--- Input material ---
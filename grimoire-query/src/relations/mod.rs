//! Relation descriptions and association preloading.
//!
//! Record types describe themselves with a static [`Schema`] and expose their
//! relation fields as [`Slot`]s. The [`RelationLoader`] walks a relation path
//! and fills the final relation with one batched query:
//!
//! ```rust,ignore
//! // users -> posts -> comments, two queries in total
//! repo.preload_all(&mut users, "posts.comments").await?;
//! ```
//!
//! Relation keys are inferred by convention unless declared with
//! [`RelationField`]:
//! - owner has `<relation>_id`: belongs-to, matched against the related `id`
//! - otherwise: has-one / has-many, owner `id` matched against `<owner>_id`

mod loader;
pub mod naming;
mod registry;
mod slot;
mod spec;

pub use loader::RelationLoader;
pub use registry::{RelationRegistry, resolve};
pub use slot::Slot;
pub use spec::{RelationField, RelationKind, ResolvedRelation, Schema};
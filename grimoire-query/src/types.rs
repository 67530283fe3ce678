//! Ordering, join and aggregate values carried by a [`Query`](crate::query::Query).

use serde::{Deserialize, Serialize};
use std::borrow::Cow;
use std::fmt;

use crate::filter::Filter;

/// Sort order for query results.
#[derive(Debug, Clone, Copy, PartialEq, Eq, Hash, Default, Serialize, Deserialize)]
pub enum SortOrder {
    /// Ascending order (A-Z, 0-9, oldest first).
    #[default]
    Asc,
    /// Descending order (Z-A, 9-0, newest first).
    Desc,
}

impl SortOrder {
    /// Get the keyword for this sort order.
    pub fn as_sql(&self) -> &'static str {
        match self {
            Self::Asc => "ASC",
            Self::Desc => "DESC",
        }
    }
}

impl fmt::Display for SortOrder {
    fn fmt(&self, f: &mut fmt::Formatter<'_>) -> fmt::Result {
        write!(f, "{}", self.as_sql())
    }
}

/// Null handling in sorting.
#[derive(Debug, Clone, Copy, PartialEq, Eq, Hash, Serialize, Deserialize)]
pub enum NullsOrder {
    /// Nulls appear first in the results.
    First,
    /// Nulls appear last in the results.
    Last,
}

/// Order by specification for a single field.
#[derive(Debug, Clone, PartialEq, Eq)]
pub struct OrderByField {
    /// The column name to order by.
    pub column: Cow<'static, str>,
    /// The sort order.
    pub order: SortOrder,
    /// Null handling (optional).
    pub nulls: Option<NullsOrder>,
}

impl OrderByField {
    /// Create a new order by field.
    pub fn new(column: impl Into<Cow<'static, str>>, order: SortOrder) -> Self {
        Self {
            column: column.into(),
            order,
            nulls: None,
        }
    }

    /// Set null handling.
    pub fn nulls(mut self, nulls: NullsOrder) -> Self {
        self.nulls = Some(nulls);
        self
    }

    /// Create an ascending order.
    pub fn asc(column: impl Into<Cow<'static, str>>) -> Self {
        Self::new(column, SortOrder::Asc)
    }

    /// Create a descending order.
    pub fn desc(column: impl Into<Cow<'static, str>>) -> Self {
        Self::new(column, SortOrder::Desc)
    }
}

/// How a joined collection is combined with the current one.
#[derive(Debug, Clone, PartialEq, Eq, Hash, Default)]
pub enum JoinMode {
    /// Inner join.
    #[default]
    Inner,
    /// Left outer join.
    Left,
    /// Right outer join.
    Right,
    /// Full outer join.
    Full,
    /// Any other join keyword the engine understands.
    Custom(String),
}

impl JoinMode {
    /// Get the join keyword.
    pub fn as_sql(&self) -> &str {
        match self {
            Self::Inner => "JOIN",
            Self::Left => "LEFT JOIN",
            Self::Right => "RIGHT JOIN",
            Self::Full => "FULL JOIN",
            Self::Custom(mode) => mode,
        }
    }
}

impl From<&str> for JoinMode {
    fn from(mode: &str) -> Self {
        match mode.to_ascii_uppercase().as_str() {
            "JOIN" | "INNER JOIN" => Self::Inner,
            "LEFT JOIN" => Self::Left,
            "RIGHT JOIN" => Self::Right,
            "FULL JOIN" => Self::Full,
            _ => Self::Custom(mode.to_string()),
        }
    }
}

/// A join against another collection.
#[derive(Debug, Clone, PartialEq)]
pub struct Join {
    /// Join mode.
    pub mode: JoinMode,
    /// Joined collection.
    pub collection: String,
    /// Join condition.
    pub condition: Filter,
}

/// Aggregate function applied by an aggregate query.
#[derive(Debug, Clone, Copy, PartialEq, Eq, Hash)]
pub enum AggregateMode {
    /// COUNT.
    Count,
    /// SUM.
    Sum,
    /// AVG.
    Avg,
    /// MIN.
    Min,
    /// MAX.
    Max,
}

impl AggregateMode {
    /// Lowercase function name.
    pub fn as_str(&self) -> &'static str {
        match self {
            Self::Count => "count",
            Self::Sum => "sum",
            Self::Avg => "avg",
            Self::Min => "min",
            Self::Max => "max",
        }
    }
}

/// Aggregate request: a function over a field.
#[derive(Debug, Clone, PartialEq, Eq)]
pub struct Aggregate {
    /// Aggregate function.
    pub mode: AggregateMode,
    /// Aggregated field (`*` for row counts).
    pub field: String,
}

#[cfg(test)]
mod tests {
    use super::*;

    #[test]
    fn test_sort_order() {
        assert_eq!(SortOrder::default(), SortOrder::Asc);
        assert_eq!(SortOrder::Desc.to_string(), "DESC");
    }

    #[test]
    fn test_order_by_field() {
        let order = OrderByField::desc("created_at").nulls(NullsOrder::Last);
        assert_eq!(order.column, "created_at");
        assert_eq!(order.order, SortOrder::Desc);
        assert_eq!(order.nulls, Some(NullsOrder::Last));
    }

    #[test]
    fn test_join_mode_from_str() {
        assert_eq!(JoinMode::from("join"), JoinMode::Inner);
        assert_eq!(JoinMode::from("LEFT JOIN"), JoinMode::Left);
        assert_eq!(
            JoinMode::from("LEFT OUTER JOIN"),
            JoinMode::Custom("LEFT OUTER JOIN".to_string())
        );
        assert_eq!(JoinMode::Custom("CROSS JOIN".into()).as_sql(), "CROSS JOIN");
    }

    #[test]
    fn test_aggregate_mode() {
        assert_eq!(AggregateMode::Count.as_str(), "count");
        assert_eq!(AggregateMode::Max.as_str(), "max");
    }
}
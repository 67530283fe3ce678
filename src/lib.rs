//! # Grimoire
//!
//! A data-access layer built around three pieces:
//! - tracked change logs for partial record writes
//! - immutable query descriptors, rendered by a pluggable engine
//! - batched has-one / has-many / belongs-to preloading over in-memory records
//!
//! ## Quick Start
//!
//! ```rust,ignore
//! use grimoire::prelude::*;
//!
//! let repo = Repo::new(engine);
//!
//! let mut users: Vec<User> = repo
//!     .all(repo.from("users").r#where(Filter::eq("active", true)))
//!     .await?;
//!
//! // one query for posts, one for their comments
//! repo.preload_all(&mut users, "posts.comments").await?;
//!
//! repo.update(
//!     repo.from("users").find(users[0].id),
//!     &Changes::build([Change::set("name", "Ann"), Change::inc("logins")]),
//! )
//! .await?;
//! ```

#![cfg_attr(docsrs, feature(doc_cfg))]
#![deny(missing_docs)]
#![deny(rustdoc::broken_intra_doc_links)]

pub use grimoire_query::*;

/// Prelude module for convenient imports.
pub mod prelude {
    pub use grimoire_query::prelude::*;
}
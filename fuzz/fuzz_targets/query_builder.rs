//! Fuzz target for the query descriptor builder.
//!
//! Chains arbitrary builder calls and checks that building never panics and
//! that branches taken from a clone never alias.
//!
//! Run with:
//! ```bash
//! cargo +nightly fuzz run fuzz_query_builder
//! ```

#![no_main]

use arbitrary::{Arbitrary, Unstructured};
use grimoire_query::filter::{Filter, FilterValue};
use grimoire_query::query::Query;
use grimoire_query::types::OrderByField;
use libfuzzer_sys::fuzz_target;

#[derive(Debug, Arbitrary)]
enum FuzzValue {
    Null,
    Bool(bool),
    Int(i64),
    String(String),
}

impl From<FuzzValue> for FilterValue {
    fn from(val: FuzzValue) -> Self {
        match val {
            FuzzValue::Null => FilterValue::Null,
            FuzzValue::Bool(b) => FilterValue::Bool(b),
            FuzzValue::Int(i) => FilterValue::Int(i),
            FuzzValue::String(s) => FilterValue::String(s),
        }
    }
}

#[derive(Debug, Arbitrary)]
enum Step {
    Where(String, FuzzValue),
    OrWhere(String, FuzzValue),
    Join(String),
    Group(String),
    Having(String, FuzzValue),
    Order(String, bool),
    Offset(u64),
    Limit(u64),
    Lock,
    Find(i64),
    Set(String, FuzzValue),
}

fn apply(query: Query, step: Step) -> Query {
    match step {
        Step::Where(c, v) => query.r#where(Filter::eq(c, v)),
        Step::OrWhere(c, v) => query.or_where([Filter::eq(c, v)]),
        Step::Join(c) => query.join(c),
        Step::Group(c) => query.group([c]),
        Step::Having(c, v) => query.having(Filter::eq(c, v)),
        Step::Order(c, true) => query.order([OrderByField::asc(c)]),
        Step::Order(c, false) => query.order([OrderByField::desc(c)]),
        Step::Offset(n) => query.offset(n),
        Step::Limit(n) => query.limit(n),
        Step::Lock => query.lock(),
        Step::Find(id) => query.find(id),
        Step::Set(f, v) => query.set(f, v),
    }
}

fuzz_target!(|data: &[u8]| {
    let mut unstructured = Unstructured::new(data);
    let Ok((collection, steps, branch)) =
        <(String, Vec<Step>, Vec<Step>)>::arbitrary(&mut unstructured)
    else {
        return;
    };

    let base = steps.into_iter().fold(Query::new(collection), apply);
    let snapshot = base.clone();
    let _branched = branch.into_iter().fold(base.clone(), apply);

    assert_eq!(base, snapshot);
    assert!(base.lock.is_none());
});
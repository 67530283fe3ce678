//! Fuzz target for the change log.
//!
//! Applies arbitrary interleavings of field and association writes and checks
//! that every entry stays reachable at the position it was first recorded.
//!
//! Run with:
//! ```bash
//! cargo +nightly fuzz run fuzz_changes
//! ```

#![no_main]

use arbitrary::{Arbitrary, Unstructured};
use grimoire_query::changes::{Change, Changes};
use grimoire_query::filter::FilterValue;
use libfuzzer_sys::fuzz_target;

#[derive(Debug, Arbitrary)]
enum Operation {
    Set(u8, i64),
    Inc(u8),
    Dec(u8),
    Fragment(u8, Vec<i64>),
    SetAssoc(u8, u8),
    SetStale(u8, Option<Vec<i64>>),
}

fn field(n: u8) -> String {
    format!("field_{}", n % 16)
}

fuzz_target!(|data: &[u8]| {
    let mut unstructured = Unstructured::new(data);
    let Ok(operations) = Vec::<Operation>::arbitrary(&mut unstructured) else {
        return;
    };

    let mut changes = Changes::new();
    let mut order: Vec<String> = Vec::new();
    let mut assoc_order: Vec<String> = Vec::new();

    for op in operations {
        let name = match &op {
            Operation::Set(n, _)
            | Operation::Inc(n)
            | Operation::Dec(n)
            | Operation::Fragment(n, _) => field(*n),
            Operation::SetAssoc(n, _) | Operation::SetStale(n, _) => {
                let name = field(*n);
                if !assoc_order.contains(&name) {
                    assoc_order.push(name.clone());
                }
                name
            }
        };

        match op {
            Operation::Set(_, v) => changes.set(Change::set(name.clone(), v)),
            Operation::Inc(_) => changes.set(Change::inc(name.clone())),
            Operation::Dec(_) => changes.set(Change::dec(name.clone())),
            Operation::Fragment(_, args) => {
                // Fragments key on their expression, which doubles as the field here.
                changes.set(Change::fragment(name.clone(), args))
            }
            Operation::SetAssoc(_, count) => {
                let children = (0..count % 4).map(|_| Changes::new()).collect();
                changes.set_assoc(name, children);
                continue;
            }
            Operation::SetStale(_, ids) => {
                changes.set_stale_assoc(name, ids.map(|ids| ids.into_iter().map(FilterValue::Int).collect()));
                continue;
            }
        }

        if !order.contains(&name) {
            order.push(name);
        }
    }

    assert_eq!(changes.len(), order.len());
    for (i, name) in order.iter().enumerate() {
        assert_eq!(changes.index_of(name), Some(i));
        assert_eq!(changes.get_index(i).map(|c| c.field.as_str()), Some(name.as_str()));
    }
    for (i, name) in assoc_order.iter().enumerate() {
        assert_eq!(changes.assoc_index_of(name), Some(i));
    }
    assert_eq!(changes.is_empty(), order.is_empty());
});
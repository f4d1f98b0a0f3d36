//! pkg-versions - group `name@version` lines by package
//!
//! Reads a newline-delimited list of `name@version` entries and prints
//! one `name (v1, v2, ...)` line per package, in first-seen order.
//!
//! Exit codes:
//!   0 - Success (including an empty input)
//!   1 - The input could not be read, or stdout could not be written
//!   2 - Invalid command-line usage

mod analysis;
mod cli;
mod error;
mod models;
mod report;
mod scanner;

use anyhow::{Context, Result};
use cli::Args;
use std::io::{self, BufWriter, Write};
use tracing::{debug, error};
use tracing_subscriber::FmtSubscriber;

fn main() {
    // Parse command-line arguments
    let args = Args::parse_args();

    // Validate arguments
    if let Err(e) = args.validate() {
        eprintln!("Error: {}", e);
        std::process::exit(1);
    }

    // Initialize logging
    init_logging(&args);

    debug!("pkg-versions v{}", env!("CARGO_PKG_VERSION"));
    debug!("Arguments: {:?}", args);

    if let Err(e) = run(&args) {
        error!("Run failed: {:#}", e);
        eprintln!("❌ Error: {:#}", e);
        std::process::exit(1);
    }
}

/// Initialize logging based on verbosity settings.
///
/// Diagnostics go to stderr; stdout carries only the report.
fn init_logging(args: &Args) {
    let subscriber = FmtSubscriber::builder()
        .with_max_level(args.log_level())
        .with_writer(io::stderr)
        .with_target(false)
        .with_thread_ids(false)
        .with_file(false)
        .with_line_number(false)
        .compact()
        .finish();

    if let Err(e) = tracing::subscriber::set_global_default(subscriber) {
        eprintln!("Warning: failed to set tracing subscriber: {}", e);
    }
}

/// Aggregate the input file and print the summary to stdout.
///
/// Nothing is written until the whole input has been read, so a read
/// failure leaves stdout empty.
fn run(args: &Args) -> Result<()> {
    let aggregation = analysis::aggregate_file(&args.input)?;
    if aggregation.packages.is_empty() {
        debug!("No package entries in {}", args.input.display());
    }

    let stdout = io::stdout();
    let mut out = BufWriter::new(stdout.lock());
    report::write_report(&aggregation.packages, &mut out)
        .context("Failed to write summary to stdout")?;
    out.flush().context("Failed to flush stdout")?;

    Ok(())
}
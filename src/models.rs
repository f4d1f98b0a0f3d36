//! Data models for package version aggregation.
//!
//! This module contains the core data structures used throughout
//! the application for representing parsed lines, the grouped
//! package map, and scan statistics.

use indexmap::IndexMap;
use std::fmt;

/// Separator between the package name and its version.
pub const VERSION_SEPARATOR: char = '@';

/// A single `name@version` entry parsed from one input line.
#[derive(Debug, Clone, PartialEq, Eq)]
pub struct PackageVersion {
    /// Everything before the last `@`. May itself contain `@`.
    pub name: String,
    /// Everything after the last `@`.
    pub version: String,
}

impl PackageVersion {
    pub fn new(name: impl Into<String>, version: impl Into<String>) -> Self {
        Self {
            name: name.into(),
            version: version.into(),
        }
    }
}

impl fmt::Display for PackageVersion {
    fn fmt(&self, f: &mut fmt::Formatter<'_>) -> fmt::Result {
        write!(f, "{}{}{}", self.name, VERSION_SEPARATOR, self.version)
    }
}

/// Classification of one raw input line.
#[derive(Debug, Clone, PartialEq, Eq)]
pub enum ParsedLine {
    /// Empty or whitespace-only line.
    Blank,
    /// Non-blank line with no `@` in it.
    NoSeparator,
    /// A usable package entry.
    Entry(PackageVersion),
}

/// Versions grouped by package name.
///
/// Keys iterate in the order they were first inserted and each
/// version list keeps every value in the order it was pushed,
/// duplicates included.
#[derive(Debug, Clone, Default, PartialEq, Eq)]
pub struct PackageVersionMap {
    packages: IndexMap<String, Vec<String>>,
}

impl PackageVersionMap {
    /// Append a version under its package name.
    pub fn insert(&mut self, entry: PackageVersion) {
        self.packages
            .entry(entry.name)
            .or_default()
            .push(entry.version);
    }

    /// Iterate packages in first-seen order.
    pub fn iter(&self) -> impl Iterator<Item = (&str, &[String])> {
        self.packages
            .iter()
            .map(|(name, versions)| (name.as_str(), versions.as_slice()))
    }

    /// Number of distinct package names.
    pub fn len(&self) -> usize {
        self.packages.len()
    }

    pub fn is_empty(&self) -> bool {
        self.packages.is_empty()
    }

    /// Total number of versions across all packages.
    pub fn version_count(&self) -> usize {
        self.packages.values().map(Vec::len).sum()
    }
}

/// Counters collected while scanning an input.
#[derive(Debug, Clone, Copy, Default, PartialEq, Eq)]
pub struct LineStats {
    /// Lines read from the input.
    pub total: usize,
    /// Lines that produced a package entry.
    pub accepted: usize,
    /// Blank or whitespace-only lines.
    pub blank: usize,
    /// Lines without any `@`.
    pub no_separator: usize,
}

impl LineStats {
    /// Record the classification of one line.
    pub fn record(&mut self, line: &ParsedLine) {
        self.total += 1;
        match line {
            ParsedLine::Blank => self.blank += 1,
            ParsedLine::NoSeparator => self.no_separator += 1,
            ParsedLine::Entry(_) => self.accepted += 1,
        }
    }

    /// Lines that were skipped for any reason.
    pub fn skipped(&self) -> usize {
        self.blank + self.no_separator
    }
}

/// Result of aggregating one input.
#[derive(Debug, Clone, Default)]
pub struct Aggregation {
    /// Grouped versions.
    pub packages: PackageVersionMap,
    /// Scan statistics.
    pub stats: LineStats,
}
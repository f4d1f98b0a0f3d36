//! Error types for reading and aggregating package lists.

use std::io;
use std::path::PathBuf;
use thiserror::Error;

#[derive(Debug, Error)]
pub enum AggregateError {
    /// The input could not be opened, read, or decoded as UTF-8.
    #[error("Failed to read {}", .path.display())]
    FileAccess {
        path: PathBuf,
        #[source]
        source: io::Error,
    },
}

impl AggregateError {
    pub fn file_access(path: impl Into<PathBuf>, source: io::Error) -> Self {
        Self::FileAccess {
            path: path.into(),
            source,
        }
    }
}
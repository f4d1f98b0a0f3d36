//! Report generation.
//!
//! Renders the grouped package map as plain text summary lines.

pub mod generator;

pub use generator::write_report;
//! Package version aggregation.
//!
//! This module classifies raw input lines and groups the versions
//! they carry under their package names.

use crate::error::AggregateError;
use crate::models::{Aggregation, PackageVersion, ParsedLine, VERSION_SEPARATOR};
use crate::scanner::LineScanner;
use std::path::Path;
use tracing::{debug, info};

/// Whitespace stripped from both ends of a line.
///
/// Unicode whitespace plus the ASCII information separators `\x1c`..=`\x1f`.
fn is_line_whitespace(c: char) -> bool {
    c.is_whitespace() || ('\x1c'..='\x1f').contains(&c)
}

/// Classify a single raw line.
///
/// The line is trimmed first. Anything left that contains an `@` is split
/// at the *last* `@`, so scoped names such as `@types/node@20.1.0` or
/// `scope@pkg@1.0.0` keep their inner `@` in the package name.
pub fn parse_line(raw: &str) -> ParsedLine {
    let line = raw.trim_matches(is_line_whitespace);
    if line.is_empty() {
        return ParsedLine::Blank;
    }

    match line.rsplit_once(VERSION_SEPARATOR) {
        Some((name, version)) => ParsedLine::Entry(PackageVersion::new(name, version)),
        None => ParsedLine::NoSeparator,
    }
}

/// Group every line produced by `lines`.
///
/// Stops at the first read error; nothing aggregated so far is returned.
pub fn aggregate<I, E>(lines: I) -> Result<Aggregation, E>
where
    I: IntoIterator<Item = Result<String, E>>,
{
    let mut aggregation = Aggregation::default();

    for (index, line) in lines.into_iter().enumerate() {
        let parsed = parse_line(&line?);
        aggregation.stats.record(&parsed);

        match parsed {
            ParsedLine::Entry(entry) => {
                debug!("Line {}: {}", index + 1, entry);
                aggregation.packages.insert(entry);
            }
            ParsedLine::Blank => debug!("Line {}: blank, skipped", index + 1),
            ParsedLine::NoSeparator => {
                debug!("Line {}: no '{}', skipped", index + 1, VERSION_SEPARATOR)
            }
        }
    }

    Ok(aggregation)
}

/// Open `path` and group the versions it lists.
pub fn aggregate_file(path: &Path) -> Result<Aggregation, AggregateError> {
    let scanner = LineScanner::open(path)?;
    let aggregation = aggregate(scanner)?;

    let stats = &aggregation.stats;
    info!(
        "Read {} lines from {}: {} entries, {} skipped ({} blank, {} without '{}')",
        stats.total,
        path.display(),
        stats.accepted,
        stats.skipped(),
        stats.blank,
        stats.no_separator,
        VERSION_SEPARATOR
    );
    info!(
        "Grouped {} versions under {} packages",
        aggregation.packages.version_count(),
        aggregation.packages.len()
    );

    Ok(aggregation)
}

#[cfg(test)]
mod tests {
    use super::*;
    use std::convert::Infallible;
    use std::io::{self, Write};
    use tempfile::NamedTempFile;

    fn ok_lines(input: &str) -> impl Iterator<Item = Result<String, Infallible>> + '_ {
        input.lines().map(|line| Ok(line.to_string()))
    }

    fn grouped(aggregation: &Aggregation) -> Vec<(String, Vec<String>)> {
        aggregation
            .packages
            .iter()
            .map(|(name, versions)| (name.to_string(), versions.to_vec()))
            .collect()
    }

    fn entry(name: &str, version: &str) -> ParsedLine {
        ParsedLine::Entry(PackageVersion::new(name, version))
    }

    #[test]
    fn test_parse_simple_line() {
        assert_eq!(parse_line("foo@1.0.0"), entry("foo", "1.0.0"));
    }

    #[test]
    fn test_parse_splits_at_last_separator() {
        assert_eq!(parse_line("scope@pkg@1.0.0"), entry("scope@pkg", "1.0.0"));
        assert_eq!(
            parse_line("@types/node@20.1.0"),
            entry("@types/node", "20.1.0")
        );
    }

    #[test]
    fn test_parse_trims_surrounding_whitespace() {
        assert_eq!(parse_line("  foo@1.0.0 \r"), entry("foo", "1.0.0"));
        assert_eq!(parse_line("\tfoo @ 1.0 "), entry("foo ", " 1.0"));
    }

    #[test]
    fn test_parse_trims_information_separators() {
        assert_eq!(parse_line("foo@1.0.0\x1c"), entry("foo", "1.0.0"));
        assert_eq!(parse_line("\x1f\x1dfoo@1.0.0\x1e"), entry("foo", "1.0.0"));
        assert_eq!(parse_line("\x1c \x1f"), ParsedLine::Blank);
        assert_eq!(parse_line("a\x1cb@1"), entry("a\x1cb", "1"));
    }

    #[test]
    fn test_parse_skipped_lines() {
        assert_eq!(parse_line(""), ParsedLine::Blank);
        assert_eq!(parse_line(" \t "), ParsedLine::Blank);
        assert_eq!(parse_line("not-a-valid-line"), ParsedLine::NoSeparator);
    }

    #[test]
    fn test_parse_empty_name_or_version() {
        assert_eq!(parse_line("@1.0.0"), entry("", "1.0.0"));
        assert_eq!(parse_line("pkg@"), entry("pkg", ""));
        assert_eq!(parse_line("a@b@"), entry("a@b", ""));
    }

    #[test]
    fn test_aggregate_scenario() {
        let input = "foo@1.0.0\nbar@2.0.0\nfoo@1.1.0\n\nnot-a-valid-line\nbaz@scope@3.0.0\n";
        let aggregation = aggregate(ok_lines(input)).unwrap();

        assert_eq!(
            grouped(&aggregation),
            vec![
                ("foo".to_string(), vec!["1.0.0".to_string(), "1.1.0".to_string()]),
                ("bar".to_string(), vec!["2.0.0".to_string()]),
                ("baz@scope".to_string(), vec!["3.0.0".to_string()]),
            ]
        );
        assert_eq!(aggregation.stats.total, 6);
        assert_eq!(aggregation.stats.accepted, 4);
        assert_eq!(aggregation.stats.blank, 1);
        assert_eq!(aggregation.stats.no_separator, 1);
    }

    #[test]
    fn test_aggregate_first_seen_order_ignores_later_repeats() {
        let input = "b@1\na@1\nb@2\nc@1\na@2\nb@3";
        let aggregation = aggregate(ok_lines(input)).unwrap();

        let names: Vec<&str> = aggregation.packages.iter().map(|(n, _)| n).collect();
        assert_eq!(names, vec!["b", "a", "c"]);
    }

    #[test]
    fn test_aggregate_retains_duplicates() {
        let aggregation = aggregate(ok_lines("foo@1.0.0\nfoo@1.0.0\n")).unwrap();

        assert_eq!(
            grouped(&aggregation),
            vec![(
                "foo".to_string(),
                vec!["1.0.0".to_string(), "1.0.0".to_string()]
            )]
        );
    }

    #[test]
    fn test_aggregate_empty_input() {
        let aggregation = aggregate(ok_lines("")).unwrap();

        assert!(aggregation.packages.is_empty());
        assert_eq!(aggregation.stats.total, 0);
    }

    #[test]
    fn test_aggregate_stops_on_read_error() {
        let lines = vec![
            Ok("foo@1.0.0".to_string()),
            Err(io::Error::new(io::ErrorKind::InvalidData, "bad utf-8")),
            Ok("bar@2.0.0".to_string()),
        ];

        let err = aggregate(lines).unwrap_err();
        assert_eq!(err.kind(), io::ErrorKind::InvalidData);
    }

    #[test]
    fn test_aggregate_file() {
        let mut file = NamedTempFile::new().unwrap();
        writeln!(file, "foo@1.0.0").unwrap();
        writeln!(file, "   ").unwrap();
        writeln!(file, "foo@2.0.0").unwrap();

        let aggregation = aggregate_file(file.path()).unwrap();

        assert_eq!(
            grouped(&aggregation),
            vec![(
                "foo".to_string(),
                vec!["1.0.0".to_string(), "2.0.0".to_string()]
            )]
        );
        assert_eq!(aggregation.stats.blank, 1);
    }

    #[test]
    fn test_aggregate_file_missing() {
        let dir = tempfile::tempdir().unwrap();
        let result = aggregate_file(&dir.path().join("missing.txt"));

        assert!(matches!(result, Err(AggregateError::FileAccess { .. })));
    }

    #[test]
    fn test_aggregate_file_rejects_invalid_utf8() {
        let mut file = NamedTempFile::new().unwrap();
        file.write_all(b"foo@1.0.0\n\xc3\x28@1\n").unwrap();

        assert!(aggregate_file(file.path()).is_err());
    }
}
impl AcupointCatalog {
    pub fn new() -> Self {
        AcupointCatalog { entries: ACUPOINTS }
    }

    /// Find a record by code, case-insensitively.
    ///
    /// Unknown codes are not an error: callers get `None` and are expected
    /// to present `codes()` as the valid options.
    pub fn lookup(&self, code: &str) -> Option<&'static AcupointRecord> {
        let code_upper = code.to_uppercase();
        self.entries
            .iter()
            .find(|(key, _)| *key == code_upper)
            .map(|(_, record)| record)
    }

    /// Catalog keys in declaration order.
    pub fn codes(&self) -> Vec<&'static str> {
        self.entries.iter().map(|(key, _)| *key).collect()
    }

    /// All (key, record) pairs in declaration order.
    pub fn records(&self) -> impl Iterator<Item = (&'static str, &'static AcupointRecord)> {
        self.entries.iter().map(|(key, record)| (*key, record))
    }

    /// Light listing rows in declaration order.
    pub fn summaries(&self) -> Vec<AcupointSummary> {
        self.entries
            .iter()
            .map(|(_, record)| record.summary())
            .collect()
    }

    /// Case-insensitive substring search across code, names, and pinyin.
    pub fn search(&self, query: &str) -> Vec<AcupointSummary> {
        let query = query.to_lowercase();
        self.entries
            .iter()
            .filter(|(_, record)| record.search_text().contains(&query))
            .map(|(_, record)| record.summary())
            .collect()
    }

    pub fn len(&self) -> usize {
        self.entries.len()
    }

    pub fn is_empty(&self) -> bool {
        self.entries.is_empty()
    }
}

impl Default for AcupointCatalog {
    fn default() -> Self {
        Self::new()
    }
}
---
Look through the entries and copy every line in which the string "OrderByField" appears.

### Task solution
pub struct OrderByField {
impl OrderByField {
        let order = OrderByField::desc("created_at").nulls(NullsOrder::Last);
use grimoire_query::types::OrderByField;
        Step::Order(c, true) => query.order([OrderByField::asc(c)]),
        Step::Order(c, false) => query.order([OrderByField::desc(c)]),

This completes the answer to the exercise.